Data for this exercise ▸
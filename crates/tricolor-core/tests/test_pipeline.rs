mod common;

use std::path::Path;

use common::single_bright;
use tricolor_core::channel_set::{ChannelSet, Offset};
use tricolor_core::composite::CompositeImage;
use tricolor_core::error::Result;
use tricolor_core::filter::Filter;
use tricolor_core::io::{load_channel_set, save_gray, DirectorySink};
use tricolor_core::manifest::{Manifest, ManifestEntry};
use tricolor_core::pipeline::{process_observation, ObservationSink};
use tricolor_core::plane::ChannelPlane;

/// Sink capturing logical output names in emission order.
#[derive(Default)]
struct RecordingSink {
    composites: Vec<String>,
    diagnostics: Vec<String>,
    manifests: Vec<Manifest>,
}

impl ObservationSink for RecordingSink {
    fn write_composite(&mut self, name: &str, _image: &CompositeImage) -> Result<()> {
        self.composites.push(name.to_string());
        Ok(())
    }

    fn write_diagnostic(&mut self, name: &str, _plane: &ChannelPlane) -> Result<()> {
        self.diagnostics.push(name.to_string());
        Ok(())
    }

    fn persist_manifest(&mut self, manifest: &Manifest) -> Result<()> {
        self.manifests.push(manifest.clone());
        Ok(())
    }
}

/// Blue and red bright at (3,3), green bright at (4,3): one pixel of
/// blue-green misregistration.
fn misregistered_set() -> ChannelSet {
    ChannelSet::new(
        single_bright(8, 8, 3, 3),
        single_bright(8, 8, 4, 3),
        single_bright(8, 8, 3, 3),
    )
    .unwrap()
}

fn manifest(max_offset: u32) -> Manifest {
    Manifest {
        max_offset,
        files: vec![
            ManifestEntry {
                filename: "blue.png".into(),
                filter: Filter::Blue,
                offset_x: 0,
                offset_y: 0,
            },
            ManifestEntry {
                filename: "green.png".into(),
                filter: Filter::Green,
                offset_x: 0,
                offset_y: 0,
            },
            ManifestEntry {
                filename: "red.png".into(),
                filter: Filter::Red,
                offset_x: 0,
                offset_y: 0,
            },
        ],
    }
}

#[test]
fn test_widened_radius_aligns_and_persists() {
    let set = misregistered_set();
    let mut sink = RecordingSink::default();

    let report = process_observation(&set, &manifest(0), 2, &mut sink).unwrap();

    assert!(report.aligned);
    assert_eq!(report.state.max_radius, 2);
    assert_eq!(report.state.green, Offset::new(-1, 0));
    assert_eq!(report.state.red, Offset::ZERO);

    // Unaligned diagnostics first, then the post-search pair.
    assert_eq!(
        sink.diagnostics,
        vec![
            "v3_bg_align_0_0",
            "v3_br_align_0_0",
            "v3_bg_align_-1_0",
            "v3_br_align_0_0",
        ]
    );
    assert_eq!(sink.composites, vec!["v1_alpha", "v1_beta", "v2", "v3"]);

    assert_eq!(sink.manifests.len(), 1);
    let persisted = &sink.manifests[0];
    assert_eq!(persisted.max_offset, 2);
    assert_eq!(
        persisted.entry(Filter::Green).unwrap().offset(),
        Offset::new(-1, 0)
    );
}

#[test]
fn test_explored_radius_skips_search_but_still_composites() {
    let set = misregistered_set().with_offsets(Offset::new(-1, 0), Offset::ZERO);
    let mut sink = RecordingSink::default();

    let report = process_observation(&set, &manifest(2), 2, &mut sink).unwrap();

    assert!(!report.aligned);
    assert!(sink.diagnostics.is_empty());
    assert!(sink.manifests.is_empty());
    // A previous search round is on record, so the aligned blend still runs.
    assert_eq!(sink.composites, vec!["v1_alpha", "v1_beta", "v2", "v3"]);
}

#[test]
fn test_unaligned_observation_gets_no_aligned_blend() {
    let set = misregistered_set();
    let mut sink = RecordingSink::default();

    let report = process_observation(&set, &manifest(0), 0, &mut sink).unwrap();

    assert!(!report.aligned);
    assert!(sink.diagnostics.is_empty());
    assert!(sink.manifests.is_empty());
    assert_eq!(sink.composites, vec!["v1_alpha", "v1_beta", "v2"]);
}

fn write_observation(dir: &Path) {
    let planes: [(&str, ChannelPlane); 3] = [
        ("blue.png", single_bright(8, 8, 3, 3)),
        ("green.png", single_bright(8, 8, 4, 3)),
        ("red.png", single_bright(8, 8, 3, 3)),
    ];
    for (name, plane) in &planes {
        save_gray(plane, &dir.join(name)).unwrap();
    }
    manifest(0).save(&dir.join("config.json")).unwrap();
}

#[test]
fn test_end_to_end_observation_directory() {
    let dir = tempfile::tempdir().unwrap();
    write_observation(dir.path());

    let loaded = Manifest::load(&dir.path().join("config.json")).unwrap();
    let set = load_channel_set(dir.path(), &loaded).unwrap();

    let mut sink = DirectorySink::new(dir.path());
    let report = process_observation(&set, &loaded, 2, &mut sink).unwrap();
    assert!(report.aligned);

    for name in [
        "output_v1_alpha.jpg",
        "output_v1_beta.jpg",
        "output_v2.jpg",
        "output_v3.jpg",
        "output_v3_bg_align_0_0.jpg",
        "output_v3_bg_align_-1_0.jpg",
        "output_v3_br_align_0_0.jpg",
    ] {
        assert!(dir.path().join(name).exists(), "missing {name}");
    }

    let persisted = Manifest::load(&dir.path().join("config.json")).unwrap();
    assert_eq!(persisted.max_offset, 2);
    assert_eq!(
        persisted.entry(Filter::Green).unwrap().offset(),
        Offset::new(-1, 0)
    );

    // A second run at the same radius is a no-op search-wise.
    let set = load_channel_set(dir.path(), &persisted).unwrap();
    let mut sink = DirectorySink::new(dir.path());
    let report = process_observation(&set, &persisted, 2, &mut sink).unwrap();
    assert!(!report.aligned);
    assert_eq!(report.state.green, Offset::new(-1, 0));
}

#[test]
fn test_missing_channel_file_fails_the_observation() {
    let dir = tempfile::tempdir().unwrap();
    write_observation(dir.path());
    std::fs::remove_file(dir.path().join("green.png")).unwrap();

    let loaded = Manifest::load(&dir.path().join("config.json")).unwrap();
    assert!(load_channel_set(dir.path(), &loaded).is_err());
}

Assigned task ▸ All lines above in which the word "planes" occurs should be identified and copied.

Answer box ▸
    let planes: [(&str, ChannelPlane); 3] = [
    for (name, plane) in &planes {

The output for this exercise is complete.